I can see he also worked for Neo4j. I suppose that with all the trouble neo is going through [1], he wanted to protect them.

[1] https://news.ycombinator.com/item?id=33916240

taubek3y ago

For more context:

- blog post that sparked the discussion - https://memgraph.com/blog/memgraph-vs-neo4j-performance-benc...

- earlier discussion about this Memgraph benchmark HackerNews - https://news.ycombinator.com/item?id=33813781

- the benchmark results - https://memgraph.com/benchgraph/

- benchmark repo and methodology - https://github.com/memgraph/memgraph/tree/master/tests/mgben...

1 more reply

mhio3y ago

I get that this is trying to point out that neo4j shouldn't be that far behind, but why are the i7/gatling test numbers being directly compared to memgraphs g6 test results? The conclusion is a bit premature without the other half of the test... What performance does memgraph have on the newer, single socket hardware?

junon3y ago

Yeah that was strange, it's my understanding that you can't compare benchmarks between different machines, especially if they're not 1:1 identical hardware.

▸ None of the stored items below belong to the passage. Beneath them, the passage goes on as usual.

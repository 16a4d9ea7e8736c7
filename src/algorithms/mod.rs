//! Core distance and similarity algorithms
//!
//! Each algorithm is implemented as a generic function over symbol slices for
//! composability, with `&str` convenience wrappers, plus a trait-based
//! interface over normalized [`Sequence`]s for dispatch.

pub mod damerau;
pub mod hamming;
pub mod jaro;
pub mod lcs;
pub mod levenshtein;
pub mod normalize;

pub use damerau::*;
pub use hamming::*;
pub use jaro::*;
pub use lcs::*;
pub use levenshtein::*;
pub use normalize::{Input, Segmentation, Sequence};

use crate::error::Result;
use serde::{Deserialize, Serialize};

/// Whether a distance is reported as a raw count or normalized to [0, 1]
#[derive(Debug, Clone, Copy, Default, PartialEq, Eq, Hash, Serialize, Deserialize)]
#[serde(rename_all = "snake_case")]
pub enum DistanceMode {
    /// Raw number of edits
    #[default]
    Absolute,
    /// Edits divided by the sequence length
    Relative,
}

/// Divide an edit count by a length, treating an empty denominator as no distance.
#[inline]
#[must_use]
pub fn relative_distance(distance: usize, len: usize) -> f64 {
    if len == 0 {
        0.0
    } else {
        distance as f64 / len as f64
    }
}

/// Trait for all similarity metrics.
/// Returns a value between 0.0 (completely different) and 1.0 (identical).
pub trait Similarity: Send + Sync {
    fn similarity(&self, a: &Sequence<'_>, b: &Sequence<'_>) -> f64;

    /// Convenience method for distance (1.0 - similarity)
    fn distance(&self, a: &Sequence<'_>, b: &Sequence<'_>) -> f64 {
        1.0 - self.similarity(a, b)
    }

    /// Name of the algorithm for debugging/logging
    fn name(&self) -> &'static str;
}

/// Trait for edit distance algorithms that return integer distances
pub trait EditDistance: Send + Sync {
    fn distance(&self, a: &Sequence<'_>, b: &Sequence<'_>) -> usize;

    /// Distance divided by the longer sequence length
    fn relative_distance(&self, a: &Sequence<'_>, b: &Sequence<'_>) -> f64 {
        relative_distance(self.distance(a, b), a.len().max(b.len()))
    }

    /// Convert to normalized similarity score (0.0 to 1.0)
    fn similarity(&self, a: &Sequence<'_>, b: &Sequence<'_>) -> f64 {
        1.0 - EditDistance::relative_distance(self, a, b)
    }

    fn name(&self) -> &'static str;
}

/// Blanket implementation: any EditDistance is also a Similarity
impl<T: EditDistance> Similarity for T {
    fn similarity(&self, a: &Sequence<'_>, b: &Sequence<'_>) -> f64 {
        EditDistance::similarity(self, a, b)
    }

    fn name(&self) -> &'static str {
        EditDistance::name(self)
    }
}

/// Trait for edit distance algorithms that may fail.
///
/// Some algorithms have constraints (e.g., Hamming requires equal-length sequences).
///
/// Note: Types implementing this trait should also manually implement `Similarity`
/// to integrate with the rest of the crate.
pub trait FallibleEditDistance: Send + Sync {
    /// Compute distance, failing if the operation is undefined for the inputs
    ///
    /// # Errors
    ///
    /// Implementation specific; see the implementing type.
    fn distance(&self, a: &Sequence<'_>, b: &Sequence<'_>) -> Result<usize>;

    /// Distance divided by the length of `a`
    ///
    /// # Errors
    ///
    /// Same as [`FallibleEditDistance::distance`].
    fn relative_distance(&self, a: &Sequence<'_>, b: &Sequence<'_>) -> Result<f64> {
        self.distance(a, b).map(|d| relative_distance(d, a.len()))
    }

    fn name(&self) -> &'static str;
}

If you're referring to this line, then it struct me as very odd.

> Instead of 112 queries per second, I get 531q/s. Instead of a p99 latency of 94.49ms, I get 28ms with a min, mean, p50, p75 and p95 of 14ms to 18ms. Alright, what about query 2? Same story.

Otherwise, the article holds up.

mhio3y ago

It was...

> It looks like Neo4j is faster than Memgraph in the Aggregate queries by about 3 times. Memgraph is faster than Neo4j for the queries they selected by about 2-3x except...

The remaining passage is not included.